Each of the multiple data sets is split into multiple data blocks, and tags are set in parallel for the metadata in the multiple data blocks; wherein, the tag setting in parallel for the metadata in the multiple data blocks includes: for the metadata in each data block, determining whether the data set identifier where the metadata is located exists in the tag set corresponding to the metadata; if the determination result is no, adding the data set identifier where the metadata is located to the tag set corresponding to the metadata, and then performing an insert update operation on the distributed retrieval engine according to the tag set corresponding to the metadata.

2. The method according to claim 1, characterized in that the step of parsing the preset data set integration rule to generate the corresponding aggregation query statement comprises:

Converting a preset data set integration rule into a digital expression; wherein the digital expression is composed of digital operands and operators; generating a corresponding aggregation query statement according to the digital expression; wherein the operator includes at least one of the following: an intersection operator, a union operator, or a difference operator.

3. The method according to claim 1 is characterized in that the distributed search engine includes: an ElasticSearch engine.

4. A data integration device, characterized in that the device comprises:

A labeling module, used to set labels for metadata in multiple data sets in parallel, and store the obtained label information of the metadata into a distributed search engine; wherein the label information of the metadata includes the identifier of the data set where the metadata is located;

A generation module is used to parse the preset data set integration rules to generate corresponding aggregation query statements;

A query module, used to perform an aggregate query on the tag information of the metadata based on the aggregate query statement to obtain an aggregate query result;

The tagging module sets tags for metadata in multiple data sets in parallel, and stores the obtained metadata tag information into the distributed search engine, including:

The labeling module splits each of the multiple data sets into multiple data blocks, and sets labels for the metadata in the multiple data blocks in parallel; wherein, the labeling module sets labels for the metadata in the multiple data blocks in parallel including: for the metadata in each data block, the labeling module determines whether the data set identifier where the metadata is located exists in the label set corresponding to the metadata; if the judgment result is no, the labeling module adds the data set identifier where the metadata is located to the label set corresponding to the metadata, and then performs an insert update operation on the distributed retrieval engine according to the label set corresponding to the metadata.

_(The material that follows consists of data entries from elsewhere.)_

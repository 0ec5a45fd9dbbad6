// Copyright 2025 OPPO.
//
// Licensed under the Apache License, Version 2.0 (the "License");
// you may not use this file except in compliance with the License.
// You may obtain a copy of the License at
//
//     http://www.apache.org/licenses/LICENSE-2.0
//
// Unless required by applicable law or agreed to in writing, software
// distributed under the License is distributed on an "AS IS" BASIS,
// WITHOUT WARRANTIES OR CONDITIONS OF ANY KIND, either express or implied.
// See the License for the specific language governing permissions and
// limitations under the License.

use crate::{Command, Reply, Store};
use redisfs_common::{FsError, FsResult};
use std::collections::{BTreeMap, BTreeSet};

#[derive(Debug, Clone, PartialEq, Eq)]
enum MemValue {
    Str(Vec<u8>),
    Set(BTreeSet<String>),
}

// In-memory model of the backing store, for tests.
// Matches the server semantics the filesystem relies on: sets vanish
// when their last member is removed, GETRANGE is inclusive and clamped,
// SETRANGE zero-pads gaps.
#[derive(Debug, Default)]
pub struct MemStore {
    map: BTreeMap<String, MemValue>,
}

impl MemStore {
    pub fn new() -> Self {
        Self::default()
    }

    pub fn key_count(&self) -> usize {
        self.map.len()
    }

    fn wrong_type(key: &str) -> FsError {
        FsError::store(format!(
            "WRONGTYPE Operation against a key holding the wrong kind of value: {}",
            key
        ))
    }

    fn str_value(&self, key: &str) -> FsResult<Option<&Vec<u8>>> {
        match self.map.get(key) {
            None => Ok(None),
            Some(MemValue::Str(v)) => Ok(Some(v)),
            Some(MemValue::Set(_)) => Err(Self::wrong_type(key)),
        }
    }

    fn str_entry(&mut self, key: &str) -> FsResult<&mut Vec<u8>> {
        let entry = self
            .map
            .entry(key.to_string())
            .or_insert_with(|| MemValue::Str(Vec::new()));
        match entry {
            MemValue::Str(v) => Ok(v),
            MemValue::Set(_) => Err(Self::wrong_type(key)),
        }
    }

    fn int_value(&self, key: &str) -> FsResult<i64> {
        match self.str_value(key)? {
            None => Ok(0),
            Some(v) => std::str::from_utf8(v)
                .ok()
                .and_then(|s| s.parse().ok())
                .ok_or_else(|| FsError::store("value is not an integer or out of range")),
        }
    }

    fn incr_by(&mut self, key: &str, delta: i64) -> FsResult<Reply> {
        let next = self.int_value(key)? + delta;
        self.map
            .insert(key.to_string(), MemValue::Str(next.to_string().into_bytes()));
        Ok(Reply::Int(next))
    }

    fn set_range(&mut self, key: &str, offset: usize, value: &[u8]) -> FsResult<Reply> {
        if value.is_empty() {
            let len = self.str_value(key)?.map(|v| v.len()).unwrap_or(0);
            return Ok(Reply::Int(len as i64));
        }

        let data = self.str_entry(key)?;
        let end = offset + value.len();
        if data.len() < end {
            data.resize(end, 0);
        }
        data[offset..end].copy_from_slice(value);
        Ok(Reply::Int(data.len() as i64))
    }

    fn get_range(&self, key: &str, start: usize, end: usize) -> FsResult<Reply> {
        let data = match self.str_value(key)? {
            None => return Ok(Reply::Data(Vec::new())),
            Some(v) => v,
        };

        if data.is_empty() || start >= data.len() {
            return Ok(Reply::Data(Vec::new()));
        }

        // The range is inclusive on both ends.
        let end = end.min(data.len() - 1);
        Ok(Reply::Data(data[start..=end].to_vec()))
    }

    fn set_entry(&mut self, key: &str) -> FsResult<&mut BTreeSet<String>> {
        let entry = self
            .map
            .entry(key.to_string())
            .or_insert_with(|| MemValue::Set(BTreeSet::new()));
        match entry {
            MemValue::Set(v) => Ok(v),
            MemValue::Str(_) => Err(Self::wrong_type(key)),
        }
    }

    fn srem(&mut self, key: &str, member: &str) -> FsResult<Reply> {
        let removed = match self.map.get_mut(key) {
            None => false,
            Some(MemValue::Set(v)) => v.remove(member),
            Some(MemValue::Str(_)) => return Err(Self::wrong_type(key)),
        };

        // An empty set does not exist.
        if let Some(MemValue::Set(v)) = self.map.get(key) {
            if v.is_empty() {
                self.map.remove(key);
            }
        }

        Ok(Reply::Int(removed as i64))
    }

    fn keys(&self, pattern: &str) -> Reply {
        let matches: Vec<Reply> = match pattern.strip_suffix('*') {
            Some(prefix) => self
                .map
                .keys()
                .filter(|k| k.starts_with(prefix))
                .map(|k| Reply::Data(k.clone().into_bytes()))
                .collect(),
            None => self
                .map
                .keys()
                .filter(|k| k.as_str() == pattern)
                .map(|k| Reply::Data(k.clone().into_bytes()))
                .collect(),
        };
        Reply::Array(matches)
    }
}

impl Store for MemStore {
    fn ensure_alive(&mut self) -> FsResult<()> {
        Ok(())
    }

    fn run(&mut self, cmd: Command) -> FsResult<Reply> {
        match cmd {
            Command::Get(key) => Ok(match self.str_value(&key)? {
                None => Reply::Nil,
                Some(v) => Reply::Data(v.clone()),
            }),

            Command::Set(key, value) => {
                self.map.insert(key, MemValue::Str(value));
                Ok(Reply::Ok)
            }

            Command::MSet(pairs) => {
                for (key, value) in pairs {
                    self.map.insert(key, MemValue::Str(value));
                }
                Ok(Reply::Ok)
            }

            Command::MGet(keys) => {
                let mut replies = Vec::with_capacity(keys.len());
                for key in keys {
                    let reply = match self.map.get(&key) {
                        Some(MemValue::Str(v)) => Reply::Data(v.clone()),
                        // MGET never fails; non-string keys read as nil.
                        _ => Reply::Nil,
                    };
                    replies.push(reply);
                }
                Ok(Reply::Array(replies))
            }

            Command::Del(keys) => {
                let mut removed = 0;
                for key in keys {
                    if self.map.remove(&key).is_some() {
                        removed += 1;
                    }
                }
                Ok(Reply::Int(removed))
            }

            Command::Append(key, value) => {
                let data = self.str_entry(&key)?;
                data.extend_from_slice(&value);
                Ok(Reply::Int(data.len() as i64))
            }

            Command::SetRange(key, offset, value) => {
                self.set_range(&key, offset as usize, &value)
            }

            Command::GetRange(key, start, end) => {
                self.get_range(&key, start as usize, end as usize)
            }

            Command::Incr(key) => self.incr_by(&key, 1),

            Command::IncrBy(key, delta) => self.incr_by(&key, delta),

            Command::SAdd(key, member) => {
                let added = self.set_entry(&key)?.insert(member);
                Ok(Reply::Int(added as i64))
            }

            Command::SRem(key, member) => self.srem(&key, &member),

            Command::SMembers(key) => {
                let members = match self.map.get(&key) {
                    None => Vec::new(),
                    Some(MemValue::Set(v)) => v
                        .iter()
                        .map(|m| Reply::Data(m.clone().into_bytes()))
                        .collect(),
                    Some(MemValue::Str(_)) => return Err(Self::wrong_type(&key)),
                };
                Ok(Reply::Array(members))
            }

            Command::Keys(pattern) => Ok(self.keys(&pattern)),

            Command::Type(key) => {
                let name = match self.map.get(&key) {
                    None => "none",
                    Some(MemValue::Str(_)) => "string",
                    Some(MemValue::Set(_)) => "set",
                };
                Ok(Reply::Status(name.to_string()))
            }
        }
    }

    fn run_batch(&mut self, cmds: Vec<Command>) -> FsResult<Vec<Reply>> {
        let mut replies = Vec::with_capacity(cmds.len());
        for cmd in cmds {
            replies.push(self.run(cmd)?);
        }
        Ok(replies)
    }
}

5. The device according to claim 4, characterized in that the generation module parses the preset data set integration rule to generate the corresponding aggregation query statement comprising:

The generation module converts the preset data set integration rules into a digital expression; wherein the digital expression is composed of digital operands and operators; the generation module generates an aggregation query statement corresponding to the digital expression according to the digital expression; wherein the operator includes at least one of the following: an intersection operator, a union operator or a difference operator.

6. The device according to claim 4 is characterized in that the distributed search engine includes: an ElasticSearch engine.

7. An electronic device, comprising:

one or more processors;

a storage device for storing one or more programs,

When the one or more programs are executed by the one or more processors, the one or more processors implement the method according to any one of claims 1 to 3.

8. A computer-readable medium having a computer program stored thereon, wherein when the program is executed by a processor, the method according to any one of claims 1 to 3 is implemented.